Try it: Exactly as they appear, copy the lines from the start of the entries below to the line containing "use crate::config::Config;", both ends included.

Data to use:

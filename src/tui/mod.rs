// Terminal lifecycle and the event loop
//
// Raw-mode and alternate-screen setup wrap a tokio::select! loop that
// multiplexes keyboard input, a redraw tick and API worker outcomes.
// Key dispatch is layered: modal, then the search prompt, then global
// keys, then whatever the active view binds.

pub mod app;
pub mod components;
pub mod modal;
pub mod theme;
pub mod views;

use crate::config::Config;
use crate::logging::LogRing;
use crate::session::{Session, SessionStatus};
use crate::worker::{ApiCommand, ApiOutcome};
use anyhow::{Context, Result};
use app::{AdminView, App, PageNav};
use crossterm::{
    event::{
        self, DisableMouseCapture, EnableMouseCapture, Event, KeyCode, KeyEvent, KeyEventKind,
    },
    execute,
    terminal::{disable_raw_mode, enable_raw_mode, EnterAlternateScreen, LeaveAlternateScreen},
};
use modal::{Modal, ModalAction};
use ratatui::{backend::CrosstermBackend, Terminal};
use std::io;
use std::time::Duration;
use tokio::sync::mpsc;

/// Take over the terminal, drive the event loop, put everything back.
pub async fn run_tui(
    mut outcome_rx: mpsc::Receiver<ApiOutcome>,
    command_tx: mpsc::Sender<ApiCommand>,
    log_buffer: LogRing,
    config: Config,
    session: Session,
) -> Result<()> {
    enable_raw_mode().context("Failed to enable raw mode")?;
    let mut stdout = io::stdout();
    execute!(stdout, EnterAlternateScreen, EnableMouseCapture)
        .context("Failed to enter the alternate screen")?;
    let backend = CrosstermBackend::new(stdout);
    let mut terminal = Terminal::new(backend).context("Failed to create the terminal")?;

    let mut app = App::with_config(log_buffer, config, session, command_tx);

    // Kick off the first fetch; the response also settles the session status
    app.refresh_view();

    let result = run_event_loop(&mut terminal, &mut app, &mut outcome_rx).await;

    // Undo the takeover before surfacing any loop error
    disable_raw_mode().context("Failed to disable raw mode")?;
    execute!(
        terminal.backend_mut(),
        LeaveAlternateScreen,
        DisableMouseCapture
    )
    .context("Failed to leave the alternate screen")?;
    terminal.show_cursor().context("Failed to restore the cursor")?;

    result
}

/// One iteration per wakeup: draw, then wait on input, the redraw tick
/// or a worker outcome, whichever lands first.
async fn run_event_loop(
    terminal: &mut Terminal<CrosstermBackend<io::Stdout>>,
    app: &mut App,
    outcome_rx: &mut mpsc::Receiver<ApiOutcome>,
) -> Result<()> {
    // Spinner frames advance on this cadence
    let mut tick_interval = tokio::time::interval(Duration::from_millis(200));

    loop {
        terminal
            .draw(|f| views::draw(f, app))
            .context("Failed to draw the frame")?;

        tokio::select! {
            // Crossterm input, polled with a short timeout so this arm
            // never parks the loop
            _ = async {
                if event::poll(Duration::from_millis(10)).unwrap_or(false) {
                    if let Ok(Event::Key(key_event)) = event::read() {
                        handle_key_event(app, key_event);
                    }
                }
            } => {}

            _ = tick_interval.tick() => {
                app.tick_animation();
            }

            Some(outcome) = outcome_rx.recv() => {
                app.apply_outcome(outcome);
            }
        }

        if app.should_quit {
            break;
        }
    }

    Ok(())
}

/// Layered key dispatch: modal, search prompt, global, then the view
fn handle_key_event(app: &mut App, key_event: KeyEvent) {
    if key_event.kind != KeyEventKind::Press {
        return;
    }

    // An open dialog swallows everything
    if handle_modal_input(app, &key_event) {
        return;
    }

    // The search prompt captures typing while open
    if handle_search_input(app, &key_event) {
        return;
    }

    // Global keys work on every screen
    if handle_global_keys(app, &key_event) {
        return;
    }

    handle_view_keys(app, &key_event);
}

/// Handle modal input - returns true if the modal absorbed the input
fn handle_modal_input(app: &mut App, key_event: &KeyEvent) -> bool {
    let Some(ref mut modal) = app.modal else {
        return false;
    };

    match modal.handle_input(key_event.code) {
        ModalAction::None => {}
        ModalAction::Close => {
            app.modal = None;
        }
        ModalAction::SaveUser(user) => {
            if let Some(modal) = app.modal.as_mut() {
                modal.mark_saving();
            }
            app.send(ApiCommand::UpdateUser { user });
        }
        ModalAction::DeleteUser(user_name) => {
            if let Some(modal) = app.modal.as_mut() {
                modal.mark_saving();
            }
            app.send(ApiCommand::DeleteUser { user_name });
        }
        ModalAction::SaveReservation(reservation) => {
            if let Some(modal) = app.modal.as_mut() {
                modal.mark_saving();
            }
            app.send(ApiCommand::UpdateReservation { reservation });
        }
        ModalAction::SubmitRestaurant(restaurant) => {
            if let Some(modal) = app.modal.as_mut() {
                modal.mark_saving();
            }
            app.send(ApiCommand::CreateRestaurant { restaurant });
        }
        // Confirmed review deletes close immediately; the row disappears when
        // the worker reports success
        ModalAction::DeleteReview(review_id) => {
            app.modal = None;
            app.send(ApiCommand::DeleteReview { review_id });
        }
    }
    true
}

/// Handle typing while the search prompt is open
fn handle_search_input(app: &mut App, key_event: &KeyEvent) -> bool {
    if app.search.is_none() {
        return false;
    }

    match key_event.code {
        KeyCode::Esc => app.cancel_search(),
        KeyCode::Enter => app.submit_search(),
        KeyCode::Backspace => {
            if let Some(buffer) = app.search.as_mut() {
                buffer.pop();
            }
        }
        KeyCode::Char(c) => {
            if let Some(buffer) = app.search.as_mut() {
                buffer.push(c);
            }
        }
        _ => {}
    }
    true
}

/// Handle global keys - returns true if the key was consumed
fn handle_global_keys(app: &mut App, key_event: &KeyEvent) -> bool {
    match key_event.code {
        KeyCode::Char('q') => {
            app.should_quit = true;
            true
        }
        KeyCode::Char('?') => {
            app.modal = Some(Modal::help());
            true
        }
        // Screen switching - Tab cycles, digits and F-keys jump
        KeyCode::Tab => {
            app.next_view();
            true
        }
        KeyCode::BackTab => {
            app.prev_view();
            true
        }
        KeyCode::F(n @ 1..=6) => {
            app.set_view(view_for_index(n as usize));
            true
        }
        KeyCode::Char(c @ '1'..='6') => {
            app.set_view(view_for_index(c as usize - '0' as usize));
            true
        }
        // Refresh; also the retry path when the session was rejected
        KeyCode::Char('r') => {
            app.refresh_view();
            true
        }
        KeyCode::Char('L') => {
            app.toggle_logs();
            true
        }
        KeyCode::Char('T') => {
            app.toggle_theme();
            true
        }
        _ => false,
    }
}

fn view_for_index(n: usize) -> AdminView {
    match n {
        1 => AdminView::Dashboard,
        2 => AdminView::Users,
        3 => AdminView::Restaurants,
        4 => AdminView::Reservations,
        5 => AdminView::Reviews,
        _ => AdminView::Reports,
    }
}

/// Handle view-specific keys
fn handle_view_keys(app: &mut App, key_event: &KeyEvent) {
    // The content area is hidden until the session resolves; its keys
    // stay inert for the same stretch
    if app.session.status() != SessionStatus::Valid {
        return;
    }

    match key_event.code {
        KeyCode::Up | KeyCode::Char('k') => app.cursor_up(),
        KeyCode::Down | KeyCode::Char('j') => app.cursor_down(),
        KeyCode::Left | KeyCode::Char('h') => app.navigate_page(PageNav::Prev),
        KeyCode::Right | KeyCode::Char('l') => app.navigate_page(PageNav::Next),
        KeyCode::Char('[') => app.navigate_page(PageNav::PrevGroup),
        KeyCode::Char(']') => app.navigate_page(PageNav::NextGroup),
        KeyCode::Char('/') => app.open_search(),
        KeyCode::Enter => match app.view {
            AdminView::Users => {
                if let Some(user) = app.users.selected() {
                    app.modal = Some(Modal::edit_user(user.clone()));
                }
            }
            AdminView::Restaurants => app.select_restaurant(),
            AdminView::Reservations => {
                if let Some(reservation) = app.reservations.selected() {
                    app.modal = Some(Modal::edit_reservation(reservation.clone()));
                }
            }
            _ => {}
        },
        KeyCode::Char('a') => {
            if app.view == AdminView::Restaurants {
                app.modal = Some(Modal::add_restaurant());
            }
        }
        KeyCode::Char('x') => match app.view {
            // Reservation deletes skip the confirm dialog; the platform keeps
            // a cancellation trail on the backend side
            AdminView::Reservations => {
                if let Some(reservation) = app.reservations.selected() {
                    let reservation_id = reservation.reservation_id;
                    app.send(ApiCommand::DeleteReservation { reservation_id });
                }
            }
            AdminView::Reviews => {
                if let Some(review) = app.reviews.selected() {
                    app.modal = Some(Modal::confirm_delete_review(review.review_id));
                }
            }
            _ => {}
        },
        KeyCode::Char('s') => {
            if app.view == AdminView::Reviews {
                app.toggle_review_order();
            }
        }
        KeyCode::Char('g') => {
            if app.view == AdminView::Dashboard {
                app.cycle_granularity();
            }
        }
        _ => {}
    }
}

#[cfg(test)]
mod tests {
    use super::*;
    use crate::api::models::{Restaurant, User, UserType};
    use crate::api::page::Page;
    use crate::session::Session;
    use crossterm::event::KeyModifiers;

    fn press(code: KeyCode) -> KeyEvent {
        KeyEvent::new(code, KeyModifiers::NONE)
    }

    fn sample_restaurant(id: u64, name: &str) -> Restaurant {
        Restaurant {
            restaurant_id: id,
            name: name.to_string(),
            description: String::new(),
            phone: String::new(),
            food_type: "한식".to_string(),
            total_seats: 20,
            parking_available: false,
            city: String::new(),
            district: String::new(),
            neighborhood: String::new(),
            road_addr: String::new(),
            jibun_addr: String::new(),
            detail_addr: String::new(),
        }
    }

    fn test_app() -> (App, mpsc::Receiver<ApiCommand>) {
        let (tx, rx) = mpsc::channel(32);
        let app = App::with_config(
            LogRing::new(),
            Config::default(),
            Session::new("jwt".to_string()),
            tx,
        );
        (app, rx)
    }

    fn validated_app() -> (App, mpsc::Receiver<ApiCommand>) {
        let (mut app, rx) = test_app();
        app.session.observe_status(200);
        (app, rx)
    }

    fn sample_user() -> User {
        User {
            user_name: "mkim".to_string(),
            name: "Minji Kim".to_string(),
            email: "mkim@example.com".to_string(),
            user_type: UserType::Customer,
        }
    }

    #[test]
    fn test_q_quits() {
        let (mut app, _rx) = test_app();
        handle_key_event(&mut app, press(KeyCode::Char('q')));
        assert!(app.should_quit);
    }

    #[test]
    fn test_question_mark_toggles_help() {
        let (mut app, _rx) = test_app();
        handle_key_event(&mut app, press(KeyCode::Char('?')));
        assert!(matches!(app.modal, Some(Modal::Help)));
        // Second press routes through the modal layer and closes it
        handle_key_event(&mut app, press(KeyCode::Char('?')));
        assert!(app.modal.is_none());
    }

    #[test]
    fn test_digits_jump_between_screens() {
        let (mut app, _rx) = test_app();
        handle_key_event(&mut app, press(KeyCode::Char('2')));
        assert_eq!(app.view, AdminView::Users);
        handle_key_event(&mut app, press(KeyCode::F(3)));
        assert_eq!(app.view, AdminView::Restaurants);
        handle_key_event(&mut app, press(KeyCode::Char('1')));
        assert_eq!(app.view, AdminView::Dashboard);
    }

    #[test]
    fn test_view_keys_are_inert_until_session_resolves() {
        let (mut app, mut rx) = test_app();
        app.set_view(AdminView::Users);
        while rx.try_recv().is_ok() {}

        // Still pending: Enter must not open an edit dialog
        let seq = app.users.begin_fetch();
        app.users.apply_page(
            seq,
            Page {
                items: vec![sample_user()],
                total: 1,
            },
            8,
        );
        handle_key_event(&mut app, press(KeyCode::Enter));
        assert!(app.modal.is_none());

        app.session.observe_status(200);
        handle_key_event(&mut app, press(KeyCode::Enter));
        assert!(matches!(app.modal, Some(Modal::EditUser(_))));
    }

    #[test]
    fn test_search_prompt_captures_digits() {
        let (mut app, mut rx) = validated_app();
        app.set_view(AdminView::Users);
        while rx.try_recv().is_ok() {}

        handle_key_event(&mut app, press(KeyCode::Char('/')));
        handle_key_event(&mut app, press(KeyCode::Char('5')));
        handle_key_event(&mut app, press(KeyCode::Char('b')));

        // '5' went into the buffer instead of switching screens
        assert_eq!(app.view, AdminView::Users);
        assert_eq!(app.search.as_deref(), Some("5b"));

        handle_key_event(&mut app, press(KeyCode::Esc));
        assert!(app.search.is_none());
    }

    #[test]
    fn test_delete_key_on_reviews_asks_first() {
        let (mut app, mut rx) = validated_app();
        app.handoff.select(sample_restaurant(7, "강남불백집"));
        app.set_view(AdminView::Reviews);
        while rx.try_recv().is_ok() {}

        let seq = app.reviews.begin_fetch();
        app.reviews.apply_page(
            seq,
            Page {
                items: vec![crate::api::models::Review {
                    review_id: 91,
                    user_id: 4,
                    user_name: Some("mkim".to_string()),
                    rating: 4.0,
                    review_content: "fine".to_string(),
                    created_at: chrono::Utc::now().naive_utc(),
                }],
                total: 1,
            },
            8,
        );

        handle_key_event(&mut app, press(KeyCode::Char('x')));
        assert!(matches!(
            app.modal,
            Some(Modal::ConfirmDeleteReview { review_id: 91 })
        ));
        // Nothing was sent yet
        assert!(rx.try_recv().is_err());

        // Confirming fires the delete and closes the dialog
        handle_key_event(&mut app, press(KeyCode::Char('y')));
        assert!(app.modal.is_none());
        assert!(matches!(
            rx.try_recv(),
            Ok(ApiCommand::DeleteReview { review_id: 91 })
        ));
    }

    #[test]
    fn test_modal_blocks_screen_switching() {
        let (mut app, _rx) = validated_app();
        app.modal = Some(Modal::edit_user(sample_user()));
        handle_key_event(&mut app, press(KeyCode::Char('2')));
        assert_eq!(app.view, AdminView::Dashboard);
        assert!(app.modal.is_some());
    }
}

Exercise output:
filename src/tui/mod.rs
// Terminal lifecycle and the event loop
//
// Raw-mode and alternate-screen setup wrap a tokio::select! loop that
// multiplexes keyboard input, a redraw tick and API worker outcomes.
// Key dispatch is layered: modal, then the search prompt, then global
// keys, then whatever the active view binds.

pub mod app;
pub mod components;
pub mod modal;
pub mod theme;
pub mod views;

use crate::config::Config;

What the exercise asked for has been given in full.